I thought I could use the four GPIO inputs on the LTC6811-2 for making temperature measurements on my battery modules.  All four inputs reference the 3.3V source and the Analog Devices TMP37 work with 3.3V.  However, I discovered that there is a mistake in the PCB layout that prevents me from doing that.  For some reason all but the first two GPIO inputs are grounded.  I reviewed the PCB layout and schematic and it appears that the changes I implemented in the schematic were not pushed to the PCB.  See the image below.  The schematic on the left shows all the pins on the output connector J3 are wired to the correct components and pins on the LTC6811-2.  But that is not how the PCB layout looks, shown on the right.  All the resistors and capacitors are there, just not the correct connections to the LTC6811-2. Unfortunately all the PCBs were fabricated with this error and all the PCAs have now been assembled.

 Schematic layout small

This is a common problem I found with using the Altium CircuitMaker CAD program.  Many aspects of the user interface of that program are very similar to Altium Designer, so it is easy for me to use because I was trained on Altium Designer, but because CircuitMaker is a freeware program it has a lot of bugs. Altium Designer is a $4235/year (or $355/month) program which I could only use when employed by my last job, where they had an Enterprise License.  CircuitMaker is what Altium offers as a low cost solution to circuit and PCB design.  I just wish they would charge something for it so it would have some technical support.  With Altium Designer, tech support would usually reply within a day.  Also, in Altium Designer there were many how-to demonstration videos on nearly any aspect of PCB layout and using Altium Designer.  The only support for CircuitMaker is to post something in the CircuitMaker forum and then maybe a user will have a solution, but not likely.  You can submit a bug report, but it does not mean the issue will be resolved. Most of the help can only be found by searching for it on the Allium site or YouTube.  I also found that the layout problem is not the only issue. From a review of the documentation for the LTC6811-2 the VREF2 that is the 3.3V source can only source a few tenths of a milliamp so would it not work with multiple TMP37 sensors connected to the source.  That is why in the design there are 10k resistors between the VREF2 and GPIO pins, they limit the 3.3V current.  The circuit is actually designed for a NTC 10K thermistor.  I tried to use that but with the GPIO pins shorted to ground it does not work to read a thermistor.

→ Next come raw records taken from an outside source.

use async_trait::async_trait;
use chrono::{DateTime, Utc};
use reqwest::{Client, StatusCode};
use serde::Deserialize;
use std::time::Duration;
use tracing::debug;

use crate::{
    config::{DEFAULT_LANG, DEFAULT_TIMEOUT_SECS},
    error::WeatherError,
    model::{Condition, Coordinate, WeatherReport},
};

use super::{UNITS, WeatherService};

pub const DEFAULT_BASE_URL: &str = "https://api.openweathermap.org";

#[derive(Debug, Clone)]
pub struct OpenWeatherProvider {
    api_key: String,
    base_url: String,
    lang: String,
    http: Client,
}

#[derive(Debug, Clone)]
pub struct OpenWeatherBuilder {
    api_key: String,
    base_url: String,
    lang: String,
    timeout: Duration,
}

impl OpenWeatherBuilder {
    pub fn base_url(mut self, base_url: impl Into<String>) -> Self {
        self.base_url = base_url.into();
        self
    }

    pub fn lang(mut self, lang: impl Into<String>) -> Self {
        self.lang = lang.into();
        self
    }

    pub fn timeout(mut self, timeout: Duration) -> Self {
        self.timeout = timeout;
        self
    }

    pub fn build(self) -> Result<OpenWeatherProvider, WeatherError> {
        let http = Client::builder().timeout(self.timeout).build()?;

        Ok(OpenWeatherProvider {
            api_key: self.api_key,
            base_url: self.base_url.trim_end_matches('/').to_string(),
            lang: self.lang,
            http,
        })
    }
}

impl OpenWeatherProvider {
    pub fn builder(api_key: String) -> OpenWeatherBuilder {
        OpenWeatherBuilder {
            api_key,
            base_url: DEFAULT_BASE_URL.to_string(),
            lang: DEFAULT_LANG.to_string(),
            timeout: Duration::from_secs(DEFAULT_TIMEOUT_SECS),
        }
    }

    pub fn lang(&self) -> &str {
        &self.lang
    }
}

#[derive(Debug, Deserialize)]
struct OwMain {
    temp: f64,
}

#[derive(Debug, Deserialize)]
struct OwWeather {
    description: String,
    icon: String,
}

#[derive(Debug, Deserialize)]
struct OwWind {
    speed: f64,
}

#[derive(Debug, Deserialize)]
struct OwCurrentResponse {
    name: String,
    dt: Option<i64>,
    main: OwMain,
    weather: Vec<OwWeather>,
    wind: OwWind,
}

/// Error payload, e.g. `{"cod":401,"message":"Invalid API key"}`.
/// `cod` is a number or a string depending on the endpoint.
#[derive(Debug, Deserialize)]
struct OwError {
    message: String,
}

impl From<OwCurrentResponse> for WeatherReport {
    fn from(parsed: OwCurrentResponse) -> Self {
        WeatherReport {
            place: parsed.name,
            temperature_c: parsed.main.temp,
            conditions: parsed
                .weather
                .into_iter()
                .map(|w| Condition { description: w.description, icon: w.icon })
                .collect(),
            wind_speed_mps: parsed.wind.speed,
            observed_at: parsed.dt.and_then(unix_to_utc),
        }
    }
}

/// Turn a raw response into a typed report or a distinguishable error.
pub(crate) fn parse_current(status: StatusCode, body: &str) -> Result<WeatherReport, WeatherError> {
    if !status.is_success() {
        let message = serde_json::from_str::<OwError>(body)
            .map(|e| e.message)
            .unwrap_or_else(|_| truncate_body(body));
        return Err(WeatherError::Service { status, message });
    }

    let parsed: OwCurrentResponse =
        serde_json::from_str(body).map_err(|e| WeatherError::Malformed(e.to_string()))?;

    Ok(parsed.into())
}

#[async_trait]
impl WeatherService for OpenWeatherProvider {
    async fn current(&self, at: &Coordinate) -> Result<WeatherReport, WeatherError> {
        let url = format!("{}/data/2.5/weather", self.base_url);
        let lat = at.latitude.to_string();
        let lon = at.longitude.to_string();

        debug!(%at, lang = %self.lang, "Requesting current weather");

        let res = self
            .http
            .get(&url)
            .query(&[
                ("lat", lat.as_str()),
                ("lon", lon.as_str()),
                ("appid", self.api_key.as_str()),
                ("units", UNITS),
                ("lang", self.lang.as_str()),
            ])
            .send()
            .await?;

        let status = res.status();
        let body = res.text().await?;

        parse_current(status, &body)
    }
}

fn unix_to_utc(ts: i64) -> Option<DateTime<Utc>> {
    DateTime::<Utc>::from_timestamp(ts, 0)
}

fn truncate_body(body: &str) -> String {
    const MAX: usize = 200;
    match body.char_indices().nth(MAX) {
        Some((idx, _)) => format!("{}...", &body[..idx]),
        None => body.to_string(),
    }
}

The solution I came up with is to use the analog inputs on the Arduino Nano Every, which is the controlling MCU for the BMS circuit. With the current BMS PCA design only the SPI and USB ports are used on the Nano. It has a full complement of analog, digital and PWM I/O.  All the pins are available on the PCA because the Nano Every module is soldered directly to the BMS PCA and the module is on the bottom side of the PCA, so the pins protrude to the top side.  Unfortunately to use the PCAs with this layout error, the traces from the pads for the the 5-pin sensor connector have to be cut to isolate them from the LTC6811-2 GPIO inputs or the ground connection.  Since the connector that was chosen for the sensor connection has 5 pins I am going to just use two pins for analog input from two TMP37 sensors.  One pin will be the +3.3V voltage source and one will be analog ground. This change will require three wires to be soldered to the pins on the Nano Every and to the 5-pin sensor connector pads. Using ribbon cable makes a cleaner look as shown in the image below.  Once the boards are flux cleaned, I will probably put a dab of RTV silicon on the ribbon cable to stabilize it.